Data Generation Pipeline
Overview
The Data Generation Pipeline is a build-time process that transforms raw CSV datasets into a structured, type-safe TypeScript format. This centralized data source powers the search, filtering, and analytics dashboard across the entire application.
The pipeline handles:
- Parsing weekly CSV files.
- Converting currencies (USD to INR).
- Normalizing sector and stage categories.
- Generating unique identifiers for deep-linking.
Directory Structure
To be processed, raw data must be organized into weekly directories within the project. The generator scans these directories to compile the master list.
data/
├── raw/
│ ├── 2025-W47/
│ │ └── funding_data.csv
│ └── 2025-W48/
│ └── funding_data.csv
└── funding-data.ts <-- Generated Output
Configuration
Before generating data, you must configure the global currency conversion rate. This ensures consistency across the analytics and detail pages.
Currency Conversion
Edit config/currency.js to set the current exchange rate:
// config/currency.js
module.exports = {
rate: 83.50, // 1 USD = ₹83.50
date: "2025-11-30"
};
Execution
To update the application's data source, run the generation script from the root directory:
npm run generate-data
This script reads all CSVs in the raw directory, applies the conversion logic, and overwrites data/funding-data.ts.
Data Schema
The pipeline produces an array of Deal objects. When consuming this data in components, use the following interface:
interface Deal {
id: string; // Unique hash generated from company and date
company: string; // Name of the startup
amount: number; // Funding amount in Lakhs (e.g., 100 = 1 Crore)

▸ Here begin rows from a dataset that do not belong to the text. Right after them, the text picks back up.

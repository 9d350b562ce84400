//! Persistence gateway contract and its SQLite implementation.
//!
//! # Responsibility
//! - Define the async data access contract used by the state store.
//! - Isolate SQLite query details from orchestration code.
//!
//! # Invariants
//! - Low-level failures are surfaced as exactly one error type
//!   (`StorageError`); write failures are never swallowed.

pub mod gateway;
pub mod sqlite_gateway;
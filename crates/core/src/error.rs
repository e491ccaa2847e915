//! Domain error model.

use thiserror::Error;

/// Result type used across the domain layer.
pub type DomainResult<T> = Result<T, DomainError>;

/// Domain-level error.
///
/// Raised by schema declarations and the data-patch runner. Presentation code
/// (labels, structured data) never produces one of these: missing or unknown
/// values degrade to empty output instead.
#[derive(Debug, Error, Clone, PartialEq, Eq)]
pub enum DomainError {
    /// A declaration failed validation (e.g. empty label, bad widget/source pairing).
    #[error("validation failed: {0}")]
    Validation(String),

    /// A schema invariant was violated (e.g. cyclic patch dependencies).
    #[error("invariant violated: {0}")]
    InvariantViolation(String),

    /// An attribute code was malformed.
    #[error("invalid attribute code: {0}")]
    InvalidCode(String),

    /// A referenced attribute or patch does not exist.
    #[error("not found: {0}")]
    NotFound(String),

    /// The target already holds a conflicting entry (e.g. duplicate attribute).
    #[error("conflict: {0}")]
    Conflict(String),
}

impl DomainError {
    pub fn validation(msg: impl Into<String>) -> Self {
        Self::Validation(msg.into())
    }

    pub fn invariant(msg: impl Into<String>) -> Self {
        Self::InvariantViolation(msg.into())
    }

    pub fn invalid_code(msg: impl Into<String>) -> Self {
        Self::InvalidCode(msg.into())
    }

    pub fn not_found(what: impl Into<String>) -> Self {
        Self::NotFound(what.into())
    }

    pub fn conflict(msg: impl Into<String>) -> Self {
        Self::Conflict(msg.into())
    }
}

stage: string; // Funding round (e.g., "Series A", "Seed")
sectors: string[]; // Array of industry sectors
investors: string[]; // List of all participating investors
leadInvestor: string; // Primary investor
date: string; // ISO Date string (YYYY-MM-DD)
location: string; // Headquarters city
description: string; // Brief overview of the company
sourceUrl?: string; // Link to news or official announcement
}
Consumption and Formatting
The system provides utility functions in @/lib/utils to handle the display of generated data.
Formatting Funding Amounts
The formatFundingAmount utility converts the numeric amount (stored in Lakhs) into a human-readable Indian Rupee (INR) format using Crores (Cr) and Billions (B).
import { formatFundingAmount } from "@/lib/utils";
// Example Usage
formatFundingAmount(100); // Returns "₹1Cr"
formatFundingAmount(50); // Returns "₹50L"
formatFundingAmount(100000); // Returns "₹10.00B"
formatFundingAmount(0); // Returns "Not Disclosed"
Handling Undisclosed Deals
In the pipeline, deals with unknown amounts are stored with a value of 0. Use isFundingDisclosed to filter these out during financial calculations:
import { isFundingDisclosed } from "@/lib/utils";
const disclosedDeals = fundingData.filter(deal => isFundingDisclosed(deal.amount));